Postdoctoral Research Fellow University of Wisconsin Madison, school of medicine and public health
Introduction: Cervical disc arthroplasty (CDA) has become an increasingly preferred alternative to anterior cervical discectomy and fusion due to its motion-preserving benefits and lower risk of adjacent segment disease. However, understanding how patient demographics, hospital characteristics, and regional factors affect the associated charges remains crucial for cost management.
Methods: A retrospective analysis of the National Inpatient Sample (NIS) from 2016 to 2021 was conducted. Patient demographics, hospital size, ownership type, and regional factors were analyzed for their impact on CDA charges using multivariate linear regression and machine learning models (random forest and gradient boosting trees). The significance level was set at 0.003 after Bonferroni correction.

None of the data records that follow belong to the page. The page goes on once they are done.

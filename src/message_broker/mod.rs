// region:    --- Imports
use rdkafka::admin::{AdminClient, AdminOptions, NewTopic, TopicReplication};
use rdkafka::client::DefaultClientContext;
use rdkafka::error::KafkaError;
use rdkafka::producer::{FutureProducer, FutureRecord};
use rdkafka::ClientConfig;
use std::sync::Arc;
use std::time::Duration;
use tracing::{debug, error, info};

// endregion: --- Imports

// region:    --- Kafka Producer
#[derive(Clone)]
pub struct KafkaProducer {
    producer: Arc<FutureProducer>,
}

/// KafkaProducer 구현
impl KafkaProducer {
    pub fn new(brokers: &str) -> Result<Self, KafkaError> {
        let producer: FutureProducer = ClientConfig::new()
            .set("bootstrap.servers", brokers)
            .set("message.timeout.ms", "5000")
            .create()?;

        Ok(KafkaProducer {
            producer: Arc::new(producer),
        })
    }

    /// 메시지 전송
    pub async fn send_message(&self, topic: &str, key: &str, value: &str) -> Result<(), String> {
        debug!(
            "{:<12} --> Kafka 메시지 전송: topic={}, key={}",
            "Producer", topic, key
        );
        let record = FutureRecord::to(topic).key(key).payload(value);

        self.producer
            .send(record, Duration::from_secs(0))
            .await
            .map_err(|(e, _)| format!("Error sending message: {:?}", e))?;

        Ok(())
    }
}

// endregion: --- Kafka Producer

// region:    --- Kafka Manager
pub struct KafkaManager {
    producer: Arc<KafkaProducer>,
    brokers: String,
}

/// KafkaManager 구현
impl KafkaManager {
    pub fn new(brokers: &str) -> Result<Self, KafkaError> {
        let producer = Arc::new(KafkaProducer::new(brokers)?);
        info!("{:<12} --> Kafka 프로듀서 생성: {}", "Manager", brokers);

        Ok(KafkaManager {
            producer,
            brokers: brokers.to_string(),
        })
    }

    /// 프로듀서 반환
    pub fn get_producer(&self) -> Arc<KafkaProducer> {
        Arc::clone(&self.producer)
    }

    /// 토픽 생성 (이미 있으면 브로커가 오류를 돌려주므로 호출 측에서 경고로 처리)
    pub async fn create_topic(
        &self,
        topic_name: &str,
        num_partitions: i32,
        replication_factor: i32,
    ) -> Result<(), String> {
        info!("{:<12} --> Kafka 토픽 생성 시작: {}", "Manager", topic_name);

        let admin_client: AdminClient<DefaultClientContext> = ClientConfig::new()
            .set("bootstrap.servers", &self.brokers)
            .create()
            .map_err(|e| format!("AdminClient 생성 실패: {:?}", e))?;

        let new_topic = NewTopic::new(
            topic_name,
            num_partitions,
            TopicReplication::Fixed(replication_factor),
        );

        match admin_client
            .create_topics(&[new_topic], &AdminOptions::new())
            .await
        {
            Ok(_) => {
                info!("{:<12} --> Kafka 토픽 생성 성공: {}", "Manager", topic_name);
                Ok(())
            }
            Err(e) => {
                error!("{:<12} --> Kafka 토픽 생성 실패: {:?}", "Manager", e);
                Err(format!("토픽 생성 실패: {:?}", e))
            }
        }
    }
}

// endregion: --- Kafka Manager
pub mod manager;
pub mod transitions;
pub mod model;
pub mod queries;
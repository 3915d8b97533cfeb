/// 경매 저장소
/// 경매와 입찰의 유일한 원본이며 모든 변경의 직렬화 지점이다.
/// 같은 경매에 대한 입찰과 상태 전이는 서로 배타적으로 실행되고,
/// 서로 다른 경매에 대한 작업은 병렬로 진행된다.
// region:    --- Imports
use crate::auction::model::{Auction, AuctionDraft};
use crate::auth::UserProfile;
use crate::bidding::model::{BidReceipt, BidRules, PlaceBidCommand};
use crate::clock::Clock;
use crate::error::AuctionError;
use crate::lifecycle::transitions::{Transition, TransitionOutcome};
use crate::query::model::{AuctionDetail, AuctionFilter, AuctionSummary, UserStats};
use async_trait::async_trait;
use chrono::{DateTime, Utc};
use std::sync::Arc;

pub mod memory;
pub mod postgres;

pub use memory::MemoryAuctionStore;
pub use postgres::PostgresAuctionStore;

// endregion: --- Imports

// region:    --- Auction Store Trait
#[async_trait]
pub trait AuctionStore: Send + Sync {
    /// pending 상태로 경매 등록
    async fn create_auction(
        &self,
        draft: AuctionDraft,
        now: DateTime<Utc>,
    ) -> Result<Auction, AuctionError>;

    async fn get_auction(&self, auction_id: i64) -> Result<Auction, AuctionError>;

    async fn list_auctions(
        &self,
        filter: &AuctionFilter,
    ) -> Result<Vec<AuctionSummary>, AuctionError>;

    async fn auction_detail(&self, auction_id: i64) -> Result<AuctionDetail, AuctionError>;

    /// 경매 행을 잠근 채 입찰 검증, 입찰 기록, 현재 가격 갱신을 하나의 단위로 수행
    /// 입찰 시각은 잠금을 획득한 뒤 clock 에서 읽는다.
    async fn place_bid(
        &self,
        cmd: PlaceBidCommand,
        clock: Arc<dyn Clock>,
        rules: BidRules,
    ) -> Result<BidReceipt, AuctionError>;

    /// 경매 행을 잠근 채 상태 전이 가드 검사 및 적용
    async fn apply_transition(
        &self,
        auction_id: i64,
        transition: Transition,
        now: DateTime<Utc>,
    ) -> Result<TransitionOutcome, AuctionError>;

    /// 핫한 경매 설정 시 다른 경매의 핫 플래그를 같은 단위 안에서 해제
    async fn set_hot(
        &self,
        auction_id: i64,
        is_hot: bool,
        now: DateTime<Utc>,
    ) -> Result<Auction, AuctionError>;

    /// 종료 시간이 지난 활성 경매 id 목록
    async fn find_expired(&self, now: DateTime<Utc>) -> Result<Vec<i64>, AuctionError>;

    async fn user_profile(&self, user_id: i64) -> Result<Option<UserProfile>, AuctionError>;

    /// 등록, 입찰, 낙찰 경매 수
    async fn user_stats(&self, user_id: i64) -> Result<UserStats, AuctionError> {
        let count = |rows: Vec<AuctionSummary>| rows.len() as i64;
        Ok(UserStats {
            sales: count(self.list_auctions(&AuctionFilter::selling_by(user_id)).await?),
            bids: count(self.list_auctions(&AuctionFilter::bid_by(user_id)).await?),
            wins: count(self.list_auctions(&AuctionFilter::won_by(user_id)).await?),
        })
    }
}
// endregion: --- Auction Store Trait
use chrono::{DateTime, Duration, Utc};
use std::sync::{Mutex, PoisonError};

/// 현재 시각 제공자
pub trait Clock: Send + Sync {
    fn now(&self) -> DateTime<Utc>;
}

/// 시스템 시계
#[derive(Debug, Default, Clone, Copy)]
pub struct SystemClock;

impl Clock for SystemClock {
    fn now(&self) -> DateTime<Utc> {
        Utc::now()
    }
}

/// 수동으로 시각을 옮길 수 있는 시계 (테스트, 시뮬레이션용)
#[derive(Debug)]
pub struct ManualClock {
    now: Mutex<DateTime<Utc>>,
}

impl ManualClock {
    pub fn new(start: DateTime<Utc>) -> Self {
        Self {
            now: Mutex::new(start),
        }
    }

    pub fn set(&self, at: DateTime<Utc>) {
        *self.now.lock().unwrap_or_else(PoisonError::into_inner) = at;
    }

    pub fn advance(&self, by: Duration) {
        let mut now = self.now.lock().unwrap_or_else(PoisonError::into_inner);
        *now += by;
    }
}

impl Clock for ManualClock {
    fn now(&self) -> DateTime<Utc> {
        *self.now.lock().unwrap_or_else(PoisonError::into_inner)
    }
}
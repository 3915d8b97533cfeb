#![allow(dead_code)]

use reqwest::header::AUTHORIZATION;
use campus_auction::audit_log::MemoryAuditLog;
use campus_auction::auth::{Claims, Role, UserProfile};
use campus_auction::clock::ManualClock;
use campus_auction::config::Config;
use campus_auction::handlers::{self, AppState};
use campus_auction::notifier::{Notification, Notifier};
use campus_auction::scheduler::AuctionScheduler;
use campus_auction::store::MemoryAuctionStore;
use chrono::{DateTime, TimeZone, Utc};
use jsonwebtoken::{encode, EncodingKey, Header};
use reqwest::{Client, Response};
use serde_json::{json, Value};
use std::net::SocketAddr;
use std::sync::Arc;
use tokio::net::TcpListener;
use tokio::sync::{mpsc, Mutex};

pub const JWT_SECRET: &str = "integration-test-secret";
pub const ADMIN: i64 = 1;
pub const SELLER: i64 = 10;
pub const BIDDER: i64 = 20;
pub const OTHER_BIDDER: i64 = 21;

/// 테스트 시작 시각
pub fn t0() -> DateTime<Utc> {
    Utc.with_ymd_and_hms(2025, 3, 2, 9, 0, 0).unwrap()
}

/// 발송된 알림을 채널로 수집
struct ChannelNotifier(mpsc::UnboundedSender<Notification>);

#[async_trait::async_trait]
impl Notifier for ChannelNotifier {
    async fn notify(&self, notification: Notification) -> Result<(), String> {
        self.0.send(notification).map_err(|e| e.to_string())
    }
}

pub struct TestApp {
    pub base_url: String,
    pub client: Client,
    pub clock: Arc<ManualClock>,
    pub store: Arc<MemoryAuctionStore>,
    pub scheduler: Arc<AuctionScheduler>,
    inbox: Mutex<mpsc::UnboundedReceiver<Notification>>,
}

/// 메모리 저장소 + 수동 시계로 서버 실행 (임의 포트)
pub async fn spawn_app() -> TestApp {
    let store = Arc::new(MemoryAuctionStore::new());
    store.insert_user(profile(ADMIN, "관리자", Role::Admin));
    store.insert_user(profile(SELLER, "판매자", Role::User));
    for id in 20..30 {
        store.insert_user(profile(id, &format!("입찰자{}", id), Role::User));
    }

    let clock = Arc::new(ManualClock::new(t0()));
    let (tx, inbox) = mpsc::unbounded_channel();
    let config = Config {
        jwt_secret: JWT_SECRET.to_string(),
        ..Config::default()
    };

    let state = AppState::new(
        store.clone(),
        Arc::new(MemoryAuditLog::new()),
        Arc::new(ChannelNotifier(tx)),
        clock.clone(),
        &config,
    );
    let scheduler = Arc::new(state.scheduler(&config));
    let router = handlers::router(state);

    let listener = TcpListener::bind("127.0.0.1:0").await.unwrap();
    let addr = listener.local_addr().unwrap();
    tokio::spawn(async move {
        axum::serve(
            listener,
            router.into_make_service_with_connect_info::<SocketAddr>(),
        )
        .await
        .unwrap();
    });

    TestApp {
        base_url: format!("http://{}", addr),
        client: Client::new(),
        clock,
        store,
        scheduler,
        inbox: Mutex::new(inbox),
    }
}

fn profile(id: i64, username: &str, role: Role) -> UserProfile {
    UserProfile {
        id,
        username: username.to_string(),
        email: format!("user{}@school.ac.kr", id),
        role,
    }
}

/// 토큰 발급 (실제 발급은 외부 인증 서비스 담당)
pub fn token(user_id: i64) -> String {
    let claims = Claims {
        user_id,
        exp: (Utc::now().timestamp() + 3600) as usize,
    };
    encode(
        &Header::default(),
        &claims,
        &EncodingKey::from_secret(JWT_SECRET.as_bytes()),
    )
    .unwrap()
}

impl TestApp {
    pub fn url(&self, path: &str) -> String {
        format!("{}{}", self.base_url, path)
    }

    pub async fn get(&self, path: &str, user_id: Option<i64>) -> Response {
        let mut request = self.client.get(self.url(path));
        if let Some(user_id) = user_id {
            request = request.header(AUTHORIZATION, format!("Bearer {}", token(user_id)));
        }
        request.send().await.expect("Failed to send request")
    }

    pub async fn post(&self, path: &str, user_id: i64, body: Value) -> Response {
        self.client
            .post(self.url(path))
            .header(AUTHORIZATION, format!("Bearer {}", token(user_id)))
            .json(&body)
            .send()
            .await
            .expect("Failed to send request")
    }

    /// 경매 등록 후 관리자 승인까지 (현재 시계 기준)
    pub async fn create_active_auction(&self, starting_price: i64, duration: &str) -> i64 {
        let response = self
            .post(
                "/api/auctions",
                SELLER,
                json!({
                    "title": "테스트 경매",
                    "description": "통합 테스트용 경매입니다.",
                    "starting_price": starting_price,
                    "duration": duration,
                }),
            )
            .await;
        assert_eq!(response.status(), reqwest::StatusCode::CREATED);
        let auction: Value = response.json().await.unwrap();
        let auction_id = auction["id"].as_i64().unwrap();

        let response = self
            .post(&format!("/api/auctions/{}/approve", auction_id), ADMIN, json!({}))
            .await;
        assert_eq!(response.status(), reqwest::StatusCode::OK);
        auction_id
    }

    pub async fn bid(&self, auction_id: i64, bidder_id: i64, amount: i64) -> Response {
        self.post(
            &format!("/api/auctions/{}/bid", auction_id),
            bidder_id,
            json!({ "amount": amount }),
        )
        .await
    }

    pub async fn detail(&self, auction_id: i64) -> Value {
        self.get(&format!("/api/auctions/{}", auction_id), None)
            .await
            .json()
            .await
            .unwrap()
    }

    /// 백그라운드 알림 태스크가 끝나길 잠시 기다린 뒤 수집
    pub async fn drain_notifications(&self) -> Vec<Notification> {
        tokio::time::sleep(std::time::Duration::from_millis(100)).await;
        let mut inbox = self.inbox.lock().await;
        let mut received = Vec::new();
        while let Ok(notification) = inbox.try_recv() {
            received.push(notification);
        }
        received
    }
}
// region:    --- Imports
use chrono::{DateTime, Duration, Utc};
use serde::{Deserialize, Serialize};
use std::fmt;
use std::str::FromStr;
use thiserror::Error;

// endregion: --- Imports

// region:    --- Auction Status
/// 경매 상태
/// pending -> active -> ended, pending -> rejected
#[derive(Debug, Clone, Copy, PartialEq, Eq, Hash, Serialize, Deserialize)]
#[serde(rename_all = "lowercase")]
pub enum AuctionStatus {
    Pending,
    Active,
    Ended,
    Rejected,
}

impl AuctionStatus {
    pub fn as_str(&self) -> &'static str {
        match self {
            AuctionStatus::Pending => "pending",
            AuctionStatus::Active => "active",
            AuctionStatus::Ended => "ended",
            AuctionStatus::Rejected => "rejected",
        }
    }
}

impl fmt::Display for AuctionStatus {
    fn fmt(&self, f: &mut fmt::Formatter<'_>) -> fmt::Result {
        f.write_str(self.as_str())
    }
}

#[derive(Debug, Error)]
#[error("알 수 없는 경매 상태입니다: {0}")]
pub struct ParseStatusError(String);

impl FromStr for AuctionStatus {
    type Err = ParseStatusError;

    fn from_str(s: &str) -> Result<Self, Self::Err> {
        match s {
            "pending" => Ok(AuctionStatus::Pending),
            "active" => Ok(AuctionStatus::Active),
            "ended" => Ok(AuctionStatus::Ended),
            "rejected" => Ok(AuctionStatus::Rejected),
            other => Err(ParseStatusError(other.to_string())),
        }
    }
}

// sqlx FromRow 의 try_from 변환용
impl TryFrom<String> for AuctionStatus {
    type Error = ParseStatusError;

    fn try_from(value: String) -> Result<Self, Self::Error> {
        value.parse()
    }
}
// endregion: --- Auction Status

// region:    --- Duration Code
/// 경매 기간 코드 (1h, 6h, 1d, 3d)
#[derive(Debug, Clone, Copy, PartialEq, Eq, Default, Serialize, Deserialize)]
pub enum DurationCode {
    #[serde(rename = "1h")]
    OneHour,
    #[serde(rename = "6h")]
    SixHours,
    #[default]
    #[serde(rename = "1d")]
    OneDay,
    #[serde(rename = "3d")]
    ThreeDays,
}

impl DurationCode {
    pub fn minutes(&self) -> i32 {
        match self {
            DurationCode::OneHour => 60,
            DurationCode::SixHours => 360,
            DurationCode::OneDay => 1440,
            DurationCode::ThreeDays => 4320,
        }
    }
}

impl FromStr for DurationCode {
    type Err = String;

    fn from_str(s: &str) -> Result<Self, Self::Err> {
        match s {
            "1h" => Ok(DurationCode::OneHour),
            "6h" => Ok(DurationCode::SixHours),
            "1d" => Ok(DurationCode::OneDay),
            "3d" => Ok(DurationCode::ThreeDays),
            other => Err(format!(
                "유효하지 않은 경매 기간입니다: {} (1h, 6h, 1d, 3d 중 선택)",
                other
            )),
        }
    }
}
// endregion: --- Duration Code

// region:    --- Auction Model
/// 경매 모델
#[derive(Debug, Clone, PartialEq, Eq, Serialize, Deserialize, sqlx::FromRow)]
pub struct Auction {
    pub id: i64,
    pub title: String,
    pub description: String,
    pub starting_price: i64,
    pub current_price: i64,
    pub seller_id: i64,
    pub category: Option<String>,
    pub images: Vec<String>,
    #[sqlx(try_from = "String")]
    pub status: AuctionStatus,
    pub start_time: Option<DateTime<Utc>>,
    pub end_time: Option<DateTime<Utc>>,
    pub duration_minutes: i32,
    pub is_hot: bool,
    pub winning_bid_id: Option<i64>,
    pub winner_id: Option<i64>,
    pub final_price: Option<i64>,
    pub created_at: DateTime<Utc>,
    pub updated_at: DateTime<Utc>,
}

impl Auction {
    /// 종료 시점에 확정된 낙찰 정보
    pub fn winner(&self) -> Option<Winner> {
        match (self.winning_bid_id, self.winner_id, self.final_price) {
            (Some(bid_id), Some(bidder_id), Some(amount)) => Some(Winner {
                bid_id,
                bidder_id,
                amount,
            }),
            _ => None,
        }
    }

    /// 종료까지 남은 시간 (활성 경매가 아니면 None)
    pub fn time_left(&self, now: DateTime<Utc>) -> Option<Duration> {
        self.end_time.map(|end| end - now)
    }
}

/// 낙찰 정보
#[derive(Debug, Clone, Copy, PartialEq, Eq, Serialize, Deserialize)]
pub struct Winner {
    pub bid_id: i64,
    pub bidder_id: i64,
    pub amount: i64,
}

/// 경매 등록 요청
#[derive(Debug, Clone, Serialize, Deserialize)]
pub struct NewAuction {
    pub title: String,
    #[serde(default)]
    pub description: String,
    pub starting_price: i64,
    #[serde(default)]
    pub category: Option<String>,
    #[serde(default)]
    pub image_urls: Vec<String>,
    #[serde(default)]
    pub duration: Option<String>,
}

/// 검증을 통과한 경매 등록 정보
#[derive(Debug, Clone)]
pub struct AuctionDraft {
    pub title: String,
    pub description: String,
    pub starting_price: i64,
    pub seller_id: i64,
    pub category: Option<String>,
    pub images: Vec<String>,
    pub duration_minutes: i32,
}

impl NewAuction {
    /// 필수 필드 및 기간 코드 검증
    pub fn validate(self, seller_id: i64) -> Result<AuctionDraft, String> {
        let title = self.title.trim().to_string();
        if title.is_empty() {
            return Err("필수 필드가 누락되었습니다. (title)".to_string());
        }
        if self.starting_price <= 0 {
            return Err("시작 가격은 0보다 커야 합니다.".to_string());
        }
        let duration = match self.duration.as_deref() {
            None => DurationCode::default(),
            Some(code) => code.parse::<DurationCode>()?,
        };
        let images = self
            .image_urls
            .into_iter()
            .map(|url| url.trim().to_string())
            .filter(|url| !url.is_empty())
            .collect();

        Ok(AuctionDraft {
            title,
            description: self.description,
            starting_price: self.starting_price,
            seller_id,
            category: self.category.filter(|c| !c.trim().is_empty()),
            images,
            duration_minutes: duration.minutes(),
        })
    }
}
// endregion: --- Auction Model

// region:    --- Tests
#[cfg(test)]
mod tests {
    use super::*;

    fn request(duration: Option<&str>) -> NewAuction {
        NewAuction {
            title: "  전공 서적  ".to_string(),
            description: "거의 새 책".to_string(),
            starting_price: 10000,
            category: Some("도서".to_string()),
            image_urls: vec!["https://img/1.jpg".to_string(), " ".to_string()],
            duration: duration.map(str::to_string),
        }
    }

    #[test]
    fn duration_defaults_to_one_day() {
        let draft = request(None).validate(7).unwrap();
        assert_eq!(draft.duration_minutes, 1440);
        assert_eq!(draft.title, "전공 서적");
        assert_eq!(draft.images, vec!["https://img/1.jpg".to_string()]);
    }

    #[test]
    fn known_duration_codes_map_to_minutes() {
        assert_eq!(request(Some("1h")).validate(1).unwrap().duration_minutes, 60);
        assert_eq!(request(Some("6h")).validate(1).unwrap().duration_minutes, 360);
        assert_eq!(request(Some("3d")).validate(1).unwrap().duration_minutes, 4320);
    }

    #[test]
    fn unknown_duration_code_is_rejected() {
        assert!(request(Some("2w")).validate(1).is_err());
    }

    #[test]
    fn blank_title_and_non_positive_price_are_rejected() {
        let mut req = request(None);
        req.title = "   ".to_string();
        assert!(req.validate(1).is_err());

        let mut req = request(None);
        req.starting_price = 0;
        assert!(req.validate(1).is_err());
    }

    #[test]
    fn status_round_trips_through_text() {
        for status in [
            AuctionStatus::Pending,
            AuctionStatus::Active,
            AuctionStatus::Ended,
            AuctionStatus::Rejected,
        ] {
            assert_eq!(status.as_str().parse::<AuctionStatus>().unwrap(), status);
        }
        assert!("open".parse::<AuctionStatus>().is_err());
    }
}
// endregion: --- Tests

Results: Data from 4,212 CDA cases were analyzed. Significant predictors of increased charges included large hospitals and private ownership (p <.001). The Western U.S. reported higher charges compared to other regions (p <.001). The gradient boosting trees model achieved the highest predictive accuracy (AUC=86.2%). Length of stay and regional wage index were significant contributors to increased charges (p <.001).
Conclusion : Hospital size, ownership type, geographic location, and patient-specific factors significantly influence the costs associated with CDA. Machine learning models effectively predicted these charge outcomes and could be used to guide future economic decision-making in spine surgery, aiming to reduce costs while maintaining high-quality care.